Choć rządowy projekt miał znieść opłaty dla rodziców, to pozwala na ich pobieranie za tak podstawowe usługi jak udostępnienie pościeli czy łóżka. Sprawa jednak nie jest przesądzona – resort zdrowia chce wypracować kompromis.
Wczoraj na posiedzeniu komisji zdrowia odbyła się burzliwa dyskusja na temat nowelizacji ustawy o prawach pacjenta i Rzeczniku Praw Pacjenta, która ma ujednolicić zasady pobytu w szpitalu rodziców z dziećmi oraz opiekunów osób z niepełnosprawnościami.

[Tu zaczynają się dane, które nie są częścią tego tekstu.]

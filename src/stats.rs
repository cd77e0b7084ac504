//! Shared statistical primitives.
//!
//! Every function returns `Option` so that "insufficient data" and
//! "degenerate denominator" stay distinguishable from a computed zero; the
//! engines propagate these as explicitly-undefined metric values.

/// Arithmetic mean. `None` for an empty slice.
pub fn mean(data: &[f64]) -> Option<f64> {
    if data.is_empty() {
        return None;
    }
    Some(data.iter().sum::<f64>() / data.len() as f64)
}

/// Unbiased (n-1) sample variance. `None` below 2 observations.
pub fn variance(data: &[f64]) -> Option<f64> {
    if data.len() < 2 {
        return None;
    }
    let m = mean(data)?;
    let ss: f64 = data.iter().map(|x| (x - m).powi(2)).sum();
    Some(ss / (data.len() - 1) as f64)
}

/// Unbiased sample standard deviation.
pub fn std_dev(data: &[f64]) -> Option<f64> {
    variance(data).map(f64::sqrt)
}

/// Bias-corrected sample skewness (adjusted Fisher-Pearson, as pandas
/// computes it). `None` below 3 observations or for a constant series.
pub fn skewness(data: &[f64]) -> Option<f64> {
    let n = data.len();
    if n < 3 {
        return None;
    }
    let m = mean(data)?;
    let nf = n as f64;
    let m2 = data.iter().map(|x| (x - m).powi(2)).sum::<f64>() / nf;
    let m3 = data.iter().map(|x| (x - m).powi(3)).sum::<f64>() / nf;
    if m2 <= 0.0 {
        return None;
    }
    let g1 = m3 / m2.powf(1.5);
    Some(g1 * (nf * (nf - 1.0)).sqrt() / (nf - 2.0))
}

/// Bias-corrected sample excess kurtosis (pandas convention). `None` below
/// 4 observations or for a constant series.
pub fn excess_kurtosis(data: &[f64]) -> Option<f64> {
    let n = data.len();
    if n < 4 {
        return None;
    }
    let m = mean(data)?;
    let s2 = variance(data)?;
    if s2 <= 0.0 {
        return None;
    }
    let nf = n as f64;
    let sum4: f64 = data.iter().map(|x| ((x - m) / s2.sqrt()).powi(4)).sum();
    let g2 = nf * (nf + 1.0) / ((nf - 1.0) * (nf - 2.0) * (nf - 3.0)) * sum4
        - 3.0 * (nf - 1.0).powi(2) / ((nf - 2.0) * (nf - 3.0));
    Some(g2)
}

/// Pearson correlation of two equal-length series.
pub fn pearson(x: &[f64], y: &[f64]) -> Option<f64> {
    if x.len() != y.len() || x.len() < 2 {
        return None;
    }
    let mx = mean(x)?;
    let my = mean(y)?;
    let mut cov = 0.0;
    let mut vx = 0.0;
    let mut vy = 0.0;
    for (a, b) in x.iter().zip(y) {
        cov += (a - mx) * (b - my);
        vx += (a - mx).powi(2);
        vy += (b - my).powi(2);
    }
    if vx <= 0.0 || vy <= 0.0 {
        return None;
    }
    Some(cov / (vx * vy).sqrt())
}

/// Autocorrelation at `lag` as the Pearson correlation of the series with
/// its lagged copy (pandas `Series.autocorr` convention).
pub fn autocorrelation(data: &[f64], lag: usize) -> Option<f64> {
    if lag == 0 || data.len() < lag + 2 {
        return None;
    }
    pearson(&data[lag..], &data[..data.len() - lag])
}

/// Ordinary least squares of `y` against the index 0..n.
#[derive(Debug, Clone, Copy)]
pub struct LinearFit {
    pub slope: f64,
    pub intercept: f64,
    pub r_squared: f64,
    /// Standard error of the slope. Zero when it cannot be estimated
    /// (fewer than 3 points), matching the caller convention that the
    /// t-statistic is then zero.
    pub std_err: f64,
}

/// Fit `y` by OLS against x = 0, 1, ..., n-1. `None` below 2 points.
pub fn linear_fit(y: &[f64]) -> Option<LinearFit> {
    let n = y.len();
    if n < 2 {
        return None;
    }
    let nf = n as f64;
    let mx = (nf - 1.0) / 2.0;
    let my = mean(y)?;

    let mut sxx = 0.0;
    let mut sxy = 0.0;
    let mut syy = 0.0;
    for (i, v) in y.iter().enumerate() {
        let dx = i as f64 - mx;
        let dy = v - my;
        sxx += dx * dx;
        sxy += dx * dy;
        syy += dy * dy;
    }
    if sxx <= 0.0 {
        return None;
    }

    let slope = sxy / sxx;
    let intercept = my - slope * mx;
    let r_squared = if syy > 0.0 { (sxy * sxy) / (sxx * syy) } else { 0.0 };

    let std_err = if n > 2 {
        let sse = (syy - slope * sxy).max(0.0);
        (sse / (nf - 2.0) / sxx).sqrt()
    } else {
        0.0
    };

    Some(LinearFit {
        slope,
        intercept,
        r_squared,
        std_err,
    })
}

/// Linearly interpolated percentile of sorted data, `p` in [0, 1].
pub fn percentile_sorted(sorted: &[f64], p: f64) -> Option<f64> {
    if sorted.is_empty() {
        return None;
    }
    if sorted.len() == 1 {
        return Some(sorted[0]);
    }
    let pos = p.clamp(0.0, 1.0) * (sorted.len() - 1) as f64;
    let lo = pos.floor() as usize;
    let hi = pos.ceil() as usize;
    if lo == hi {
        return Some(sorted[lo]);
    }
    let frac = pos - lo as f64;
    Some(sorted[lo] * (1.0 - frac) + sorted[hi] * frac)
}

/// Average ranks (1-based) with ties sharing their mean rank.
pub fn rank_with_ties(data: &[f64]) -> Vec<f64> {
    let n = data.len();
    let mut order: Vec<usize> = (0..n).collect();
    order.sort_by(|&a, &b| data[a].partial_cmp(&data[b]).unwrap_or(std::cmp::Ordering::Equal));

    let mut ranks = vec![0.0; n];
    let mut i = 0;
    while i < n {
        let mut j = i;
        while j + 1 < n && data[order[j + 1]] == data[order[i]] {
            j += 1;
        }
        // Items i..=j are tied; they share the mean of ranks i+1..=j+1.
        let avg_rank = (i + j) as f64 / 2.0 + 1.0;
        for &idx in &order[i..=j] {
            ranks[idx] = avg_rank;
        }
        i = j + 1;
    }
    ranks
}

#[cfg(test)]
mod tests {
    use super::*;

    #[test]
    fn test_mean_and_variance() {
        let data = [2.0, 4.0, 4.0, 4.0, 5.0, 5.0, 7.0, 9.0];
        assert!((mean(&data).unwrap() - 5.0).abs() < 1e-12);
        // Sample variance with n-1: sum of squares = 32, 32/7
        assert!((variance(&data).unwrap() - 32.0 / 7.0).abs() < 1e-12);
        assert!(mean(&[]).is_none());
        assert!(variance(&[1.0]).is_none());
    }

    #[test]
    fn test_skewness_symmetric_is_zero() {
        let data = [1.0, 2.0, 3.0, 4.0, 5.0];
        assert!(skewness(&data).unwrap().abs() < 1e-12);
        assert!(skewness(&[1.0, 2.0]).is_none());
        assert!(skewness(&[3.0, 3.0, 3.0]).is_none());
    }

    #[test]
    fn test_skewness_right_tail_positive() {
        let data = [1.0, 1.0, 1.0, 1.0, 10.0];
        assert!(skewness(&data).unwrap() > 0.0);
    }

    #[test]
    fn test_excess_kurtosis_uniformish_negative() {
        // A flat spread has lighter tails than a normal distribution.
        let data: Vec<f64> = (0..20).map(|i| i as f64).collect();
        assert!(excess_kurtosis(&data).unwrap() < 0.0);
        assert!(excess_kurtosis(&[1.0, 2.0, 3.0]).is_none());
    }

    #[test]
    fn test_pearson_exact() {
        let x = [1.0, 2.0, 3.0, 4.0];
        let y = [2.0, 4.0, 6.0, 8.0];
        assert!((pearson(&x, &y).unwrap() - 1.0).abs() < 1e-12);

        let y_neg = [8.0, 6.0, 4.0, 2.0];
        assert!((pearson(&x, &y_neg).unwrap() + 1.0).abs() < 1e-12);

        assert!(pearson(&x, &[1.0, 1.0, 1.0, 1.0]).is_none());
    }

    #[test]
    fn test_autocorrelation_alternating() {
        let data = [1.0, -1.0, 1.0, -1.0, 1.0, -1.0, 1.0, -1.0];
        let rho = autocorrelation(&data, 1).unwrap();
        assert!((rho + 1.0).abs() < 1e-9);
    }

    #[test]
    fn test_linear_fit_exact_line() {
        let y: Vec<f64> = (0..10).map(|i| 3.0 + 2.0 * i as f64).collect();
        let fit = linear_fit(&y).unwrap();
        assert!((fit.slope - 2.0).abs() < 1e-12);
        assert!((fit.intercept - 3.0).abs() < 1e-12);
        assert!((fit.r_squared - 1.0).abs() < 1e-12);
        assert!(fit.std_err.abs() < 1e-9);
    }

    #[test]
    fn test_linear_fit_known_stderr() {
        // y = [0, 2, 1, 3]: slope = 0.8, hand-checked SSE = 1.8,
        // s^2 = 0.9, Sxx = 5 -> std_err = sqrt(0.18).
        let y = [0.0, 2.0, 1.0, 3.0];
        let fit = linear_fit(&y).unwrap();
        assert!((fit.slope - 0.8).abs() < 1e-12);
        assert!((fit.std_err - 0.18f64.sqrt()).abs() < 1e-12);
    }

    #[test]
    fn test_percentile_interpolation() {
        let sorted = [1.0, 2.0, 3.0, 4.0];
        assert!((percentile_sorted(&sorted, 0.5).unwrap() - 2.5).abs() < 1e-12);
        assert!((percentile_sorted(&sorted, 0.0).unwrap() - 1.0).abs() < 1e-12);
        assert!((percentile_sorted(&sorted, 1.0).unwrap() - 4.0).abs() < 1e-12);
        assert!(percentile_sorted(&[], 0.5).is_none());
    }

    #[test]
    fn test_rank_with_ties() {
        let data = [10.0, 20.0, 20.0, 30.0];
        let ranks = rank_with_ties(&data);
        assert_eq!(ranks, vec![1.0, 2.5, 2.5, 4.0]);
    }
}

Obecnie poszczególne placówki mają własne praktyki w tym zakresie – są takie, które nie pobierają żadnych opłat, inne ustalają stawki rekompensujące większe zużycie wody czy prądu, niektóre inkasują je jedynie za dodatkową salę lub łóżko. Resort zdrowia postanowił to uporządkować. Przygotowano projekt znoszący opłaty, jednak w wyniku konsultacji, m.in. na wniosek szpitali, doprecyzowano, że można je pobierać za posiłki, pościel i łóżko (DGP o tym wówczas informował). Właśnie ten zapis wzbudził sprzeciw posłów.

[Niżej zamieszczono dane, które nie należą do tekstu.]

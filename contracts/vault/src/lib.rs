//! # Yield Vault Contract
//!
//! An ERC-4626 style vault for Soroban that deploys deposits into an external
//! lending pool and keeps a liquid reserve for withdrawals.
//!
//! ## Architecture Overview
//!
//! Users deposit the underlying asset and receive vault shares, a fungible
//! claim on a proportional part of the vault's total assets. Total assets are
//! the vault's own balance of the underlying (the *reserve*) plus the live
//! value of its position in the lending pool. The position accrues interest
//! on its own, so the price of a share rises without any action by the vault.
//!
//! ```text
//! total_assets = reserve + lending_pool.receipt_token.balance(vault)
//! ```
//!
//! The contract is split into one module per concern:
//!
//! - [`shares`]: conversion math and holder bookkeeping
//! - [`adapter`]: supply/withdraw calls to the lending pool, position value
//! - [`reserve`]: deposit split, withdrawal liquidity, rebalancing
//! - [`slippage`]: post-condition on the share price of every user flow
//! - [`harvest`]: yield recognition and performance fee
//! - [`emergency`]: pause gate and recovery operations
//!
//! ## Asset Flow
//!
//! ```text
//! Deposit Flow:
//! User → [Underlying] → [Vault reserve] ──reserve_ratio──> stays liquid
//!                              │
//!                              └──remainder──> [Lending pool] → receipt tokens
//!                      Shares minted to receiver
//!                      DepositEvent emitted
//!
//! Withdraw Flow:
//! User → [Vault.withdraw()] → reserve short? → recall from lending pool
//!                      Shares burned from owner
//!                      [Underlying] → receiver
//!                      WithdrawEvent emitted
//!
//! Harvest Flow (anyone, once per interval):
//! yield = total_assets - baseline
//! fee   = yield * performance_fee_bp / 10000 → treasury
//! HarvestEvent emitted
//! ```
//!
//! ## Atomicity
//!
//! Every entry point runs as one host invocation. Returning an error, or any
//! failed sub-invocation that is not caught, reverts every storage write and
//! token movement of the call. Calls to the lending pool go through `try_`
//! clients and surface as [`VaultError::AdapterOperationFailed`]. A
//! reentrancy flag guards every state-mutating entry point.
//!
//! ## Access Model
//!
//! - Users authorize their own deposits, withdrawals and share transfers
//!   (`require_auth()` on the acting address).
//! - The owner runs configuration and emergency operations; callers other
//!   than the owner get [`VaultError::Unauthorized`].
//! - `rebalance()` and `harvest()` are permissionless.
//! - Who may deposit at all (KYC, allow-lists) is decided by a wrapping
//!   access-control contract before it delegates to this one.

#![no_std]

use soroban_sdk::{contract, contractimpl, contracttype, log, Address, Env, Symbol};

pub mod adapter;
pub mod emergency;
pub mod errors;
pub mod events;
pub mod harvest;
pub mod reserve;
pub mod shares;
pub mod slippage;
pub mod storage;

pub use crate::errors::VaultError;
pub use crate::storage::{VaultConfig, VaultState};

use crate::events::{
    DepositEvent, EmergencyWithdrawEvent, HarvestEvent, LimitsUpdatedEvent, OwnershipEvent,
    RebalanceEvent, VaultInitializedEvent, WithdrawEvent,
};
use crate::reserve::{DepositSplit, ReserveManager};
use crate::shares::Rounding;
use crate::slippage::SlippageGuard;
use crate::storage::ReentrancyLock;

// ============================================================================
// DEFAULTS
// ============================================================================

/// 10% of total assets kept liquid.
pub const DEFAULT_RESERVE_RATIO_BP: u32 = 1_000;
/// 10% of recognized yield goes to the treasury.
pub const DEFAULT_PERFORMANCE_FEE_BP: u32 = 1_000;
/// Upper bound for the performance fee (30%).
pub const MAX_PERFORMANCE_FEE_BP: u32 = 3_000;
/// 0.5% tolerated share price drop inside one operation.
pub const DEFAULT_MAX_SLIPPAGE_BP: u32 = 50;
/// 1 USDC (7 decimal places).
pub const DEFAULT_MIN_DEPOSIT: i128 = 10_000_000;
/// 10K USDC per transaction.
pub const DEFAULT_MAX_DEPOSIT_PER_TX: i128 = 100_000_000_000;
/// 100M USDC total value locked.
pub const DEFAULT_MAX_TVL: i128 = 1_000_000_000_000_000;
pub const DEFAULT_HARVEST_INTERVAL_SECONDS: u64 = 86_400;
pub const MAX_BPS: u32 = 10_000;
pub const CONTRACT_VERSION: u32 = 1;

Zdaniem Elżbiety Gelert (PO) spowoduje to, że lecznice nadal będą stosować własne zasady. Przekonywała, że trudno mówić o bezpłatnym pobycie, jeśli będzie można żądać opłat np. za łóżko. Bernadeta Krynicka (PiS) odpowiadała, że pranie pościeli i dezynfekowanie łóżka to dla szpitala realny koszt. Alicja Chybicka (PO) mówiła, że powinien on być uwzględniony w wycenie procedur. Nie byłby to duży wydatek dla NFZ, a pobyt dla opiekunów byłby naprawdę bezpłatny. Ewa Kopacz (PO) zwróciła uwagę, że skoro będzie możliwość pobierania opłat, to rezygnacja z nich może być uznana za niegospodarność. Paweł Skutecki (Kukiz’15) nazwał projekt bublem, który zamiast polepszyć, pogorszy sytuację. – Cofnijcie się i rozszerzcie te zapisy – apelował.
Wiceprzewodniczący komisji Tomasz Latos (PiS) zaproponował, by powołać podkomisję do rozpatrzenia projektu i wypracować kompromis. Przystał na to wiceminister Maciej Miłkowski, podkreślając, że warto w tej sprawie dojść do konsensusu, bo co do celu ustawy wszyscy się zgadzają.
Wielu posłów nie ma nic przeciwko płaceniu przez rodziców za posiłki. Poważne wątpliwości budzą jednak opłaty za pościel i łóżko. Z przeprowadzonej dyskusji można wnioskować, że resort nie powiedział jeszcze ostatniego słowa w tej spawie.
Na wczorajszym posiedzeniu komisja poparła też projekt nowelizacji ustawy o świadczeniach opieki zdrowotnej finansowanych ze środków publicznych oraz niektórych innych ustaw. Część posłów zwracała uwagę, że obejmuje ona zbyt szeroki zakres tematyczny, co utrudnia merytoryczną dyskusję nad jej poszczególnymi zapisami. Wprowadza m.in. znaczące zmiany w przeprowadzaniu kontroli przez NFZ, organizacji szpitalnych oddziałów ratunkowych i nocnej pomocy lekarskiej, a także wyliczaniu ryczałtu dla placówek w sieci (ma on być ustalany w oparciu o cały zeszły rok, a nie tylko jedno półrocze). Również w tym przypadku proponowano powołanie podkomisji. Wiceminister Janusz Cieszyński stanowczo się jednak temu sprzeciwił, wskazując, że projekt został skierowany do Sejmu jako pilny.
Jednym z celów projektu jest stworzenie korpusu kontrolerskiego w NFZ oraz usprawnienie samych kontroli. Przeprowadzane mają być w wytypowanych przez specjalny algorytm podmiotach. Jeśli kara miałaby być niższa niż 500 zł, będzie można jej nie nakładać. Jak mówił wiceminister Cieszyński, to połowa obecnych kar, ale jedynie 10 proc. ich wartości, zatem nie byłaby to strata, a nawet zysk, biorąc pod uwagę koszty kontroli.
Projekt ma też wprowadzić jednolity system segregacji medycznej na SOR–ach oraz podział na dyżury ostry i tępe. Szpitale, w porozumieniu z wojewodą, ustalałyby, które z nich w danym dniu dyżurują na ostro i dostosowywałyby do tego obsadę.